Esquece o autor do papel exercido nas farmácias por seus balconistas, que, na verdade, constituem a primeira linha de frente na venda e na indicação de remédios que não exijam recomendação médica por escrito.
Esquece, também, a prática da venda de certos medicamentos em promoção, que rendem uma boa comissão aos balconistas responsáveis por essa vendas.
Lembremo-nos que a concorrência sempre foi um dos bons freios que a economia contrapõe a certos absurdos comerciais, estribados, quase sempre, na execrável exclusividade.
Arael, eu não esqueci o papel das farmácias, tanto que escrevi “As farmácias continuarão vendendo estes produtos, claro, e quem quiser consultar um farmacêutico antes de comprar, basta comprar em uma.” (ênfase em “quem quiser”)
Quanto à concorrência, concordamos: não há forma melhor de impedir abusos do que dar ao consumidor o direito de escolher.
Esse é um problema que vá vem há muitos anos.

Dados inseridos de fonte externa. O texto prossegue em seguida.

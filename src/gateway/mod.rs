//! Gateway server for memproxy
//!
//! Serves the OpenAI-compatible proxy endpoint and owns the lifecycle of
//! the memory store and background ingestion workers.

mod handler;
pub mod orchestrator;
mod server;
pub mod stream;

pub use handler::{proxy_router, ProxyState, MEMORIES_HEADER};
pub use orchestrator::{Orchestrator, ProxyRequest, ProxyStage, CONVERSATION_HEADER};
pub use server::{Gateway, GatewayBuilder, GatewayState, GatewayStatus};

Não a toa que as grandes redes passaram a ter uma farmácia própria dentro do supermercado e não junto às demais mercadorias. Até porque foi a partir desse lenga lenga que o setor farmaceutico passou a ter produtos alimentícios diversos, também.

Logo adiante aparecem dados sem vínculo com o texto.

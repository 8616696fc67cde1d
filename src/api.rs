//! Unified API router for memproxy
//!
//! Merges the proxy and admin routers into a single axum `Router` with CORS,
//! request tracing and consistent error bodies.
//!
//! ## Endpoint Map
//!
//! | Prefix                     | Module  | Description                       |
//! |----------------------------|---------|-----------------------------------|
//! | `/health`                  | api     | Liveness probe                    |
//! | `/api/v1/status`           | gateway | Gateway state and counters        |
//! | `/v1/chat/completions`     | gateway | OpenAI-compatible proxy           |
//! | `/api/v1/conversations/*`  | memory  | Inspection, search, edit, delete  |

use crate::error::Error;
use crate::gateway::{proxy_router, Gateway, CONVERSATION_HEADER};
use crate::memory::memory_router;
use axum::{
    extract::State,
    http::{header, HeaderName, Method, StatusCode},
    response::{IntoResponse, Response},
    routing::get,
    Json, Router,
};
use serde::Serialize;
use std::sync::Arc;
use tower_http::cors::{Any, CorsLayer};
use tower_http::trace::TraceLayer;

/// Build the complete memproxy HTTP application
///
/// Returns a single `Router` ready to be served by `axum::serve`.
pub fn build_app(gateway: Arc<Gateway>, cors_origins: &[String]) -> Router {
    let cors = build_cors(cors_origins);

    Router::new()
        .route("/health", get(health_check))
        .route("/api/v1/status", get(gateway_status))
        .with_state(gateway.clone())
        .merge(proxy_router(gateway.proxy_state()))
        .merge(memory_router(gateway.memory_state()))
        .layer(TraceLayer::new_for_http())
        .layer(cors)
}

// =============================================================================
// Root handlers
// =============================================================================

#[derive(Serialize)]
struct HealthResponse {
    status: String,
    version: String,
}

async fn health_check() -> impl IntoResponse {
    Json(HealthResponse {
        status: "ok".to_string(),
        version: env!("CARGO_PKG_VERSION").to_string(),
    })
}

async fn gateway_status(State(gateway): State<Arc<Gateway>>) -> impl IntoResponse {
    Json(gateway.status().await)
}

// =============================================================================
// Errors
// =============================================================================

/// API error body: `{"error": {"code", "message"}}`
#[derive(Debug, Serialize)]
pub struct ApiError {
    #[serde(skip)]
    status: StatusCode,
    pub error: ApiErrorDetail,
}

/// API error detail
#[derive(Debug, Serialize)]
pub struct ApiErrorDetail {
    pub code: String,
    pub message: String,
}

impl ApiError {
    fn new(status: StatusCode, code: &str, message: impl Into<String>) -> Self {
        Self {
            status,
            error: ApiErrorDetail {
                code: code.to_string(),
                message: message.into(),
            },
        }
    }

    pub fn not_found(message: impl Into<String>) -> Self {
        Self::new(StatusCode::NOT_FOUND, "NOT_FOUND", message)
    }

    pub fn bad_request(message: impl Into<String>) -> Self {
        Self::new(StatusCode::BAD_REQUEST, "BAD_REQUEST", message)
    }

    pub fn bad_gateway(message: impl Into<String>) -> Self {
        Self::new(StatusCode::BAD_GATEWAY, "UPSTREAM_ERROR", message)
    }

    /// Map a crate error onto a status and code.
    pub fn from_error(err: &Error) -> Self {
        let status = match err {
            Error::NotFound(_) => StatusCode::NOT_FOUND,
            Error::Config(_) | Error::DimensionMismatch { .. } => StatusCode::BAD_REQUEST,
            Error::Degradable(_) => StatusCode::SERVICE_UNAVAILABLE,
            Error::Upstream(_) | Error::Http(_) => StatusCode::BAD_GATEWAY,
            Error::InvariantViolation(_)
            | Error::Persistence(_)
            | Error::Io(_)
            | Error::Serialization(_) => StatusCode::INTERNAL_SERVER_ERROR,
        };
        if status.is_server_error() {
            tracing::error!(code = err.code(), "Request failed: {}", err);
        }
        Self::new(status, err.code(), err.to_string())
    }

    pub fn status(&self) -> StatusCode {
        self.status
    }
}

impl IntoResponse for ApiError {
    fn into_response(self) -> Response {
        (self.status, Json(self)).into_response()
    }
}

// =============================================================================
// CORS
// =============================================================================

fn build_cors(origins: &[String]) -> CorsLayer {
    let cors = CorsLayer::new()
        .allow_methods([
            Method::GET,
            Method::POST,
            Method::PUT,
            Method::DELETE,
            Method::OPTIONS,
        ])
        .allow_headers([
            header::CONTENT_TYPE,
            header::AUTHORIZATION,
            header::ACCEPT,
            HeaderName::from_static(CONVERSATION_HEADER),
        ]);

    if origins.is_empty() {
        cors.allow_origin(Any)
    } else {
        let parsed: Vec<_> = origins
            .iter()
            .filter_map(|o| o.parse().ok())
            .collect();
        cors.allow_origin(parsed)
    }
}

#[cfg(test)]
mod tests {
    use super::*;

    #[tokio::test]
    async fn test_health_check() {
        let resp = health_check().await.into_response();
        assert_eq!(resp.status(), StatusCode::OK);
    }

    #[test]
    fn test_build_cors_empty_origins() {
        let _cors = build_cors(&[]);
    }

    #[test]
    fn test_build_cors_with_origins() {
        let _cors = build_cors(&[
            "http://localhost:1420".to_string(),
            "https://app.example.com".to_string(),
        ]);
    }

    #[test]
    fn test_error_status_mapping() {
        assert_eq!(
            ApiError::from_error(&Error::NotFound("x".into())).status(),
            StatusCode::NOT_FOUND
        );
        assert_eq!(
            ApiError::from_error(&Error::Degradable("x".into())).status(),
            StatusCode::SERVICE_UNAVAILABLE
        );
        let err = ApiError::from_error(&Error::Persistence("disk full".into()));
        assert_eq!(err.status(), StatusCode::INTERNAL_SERVER_ERROR);
        assert_eq!(err.error.code, "PERSISTENCE_ERROR");
    }

    #[tokio::test]
    async fn test_error_body_shape() {
        let resp = ApiError::bad_request("nope").into_response();
        assert_eq!(resp.status(), StatusCode::BAD_REQUEST);
        let body = axum::body::to_bytes(resp.into_body(), 1024).await.unwrap();
        let json: serde_json::Value = serde_json::from_slice(&body).unwrap();
        assert_eq!(json["error"]["code"], "BAD_REQUEST");
        assert_eq!(json["error"]["message"], "nope");
        assert!(json.get("status").is_none());
    }
}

O hábito de conseguir privilégios e exclusividades vêm de séculos, e está em todas as áreas. O remédio para isso é um povo que não ache “normal” quando o governo cede aos lobbies e decreta essas exclusividades.
Vale lembrar que isso não se aplica só a grandes empresas. Cada dia surge uma regulamentação “reservando” determinada atividade a pessoas que tenham um determinado certificado e possuam uma determinada carteirinha.
Bom dia,
Estudantes de administração sonham com lei que exija que estabelecimentos comerciais e outros sejam obrigados a contratar administradores formados. Ora se eu arrisco meu capital em determinada atividade e se porventura vier a ser obrigado a contratar um administrador, certamente poderei processa-ló se não tiver resultado positivo.
Sérgio, certamente a lei, se existir, vetará explicitamente essa possibilidade. Hoje toda empresa precisa contratar um contador, mas se o contador fizer as demonstrações mal-feitas, quem paga as multas e responde até criminalmente é o dono da empresa. Para usar a justiça é preciso pagar um advogado, mas se o advogado perder a ação por incompetência é quase impossível responsabilizá-lo.
Os exemplos são muitos, a idéia é a mesma: A empresa é obrigada a pagar pelos serviços mas quem recebe não tem responsabilidade nenhuma.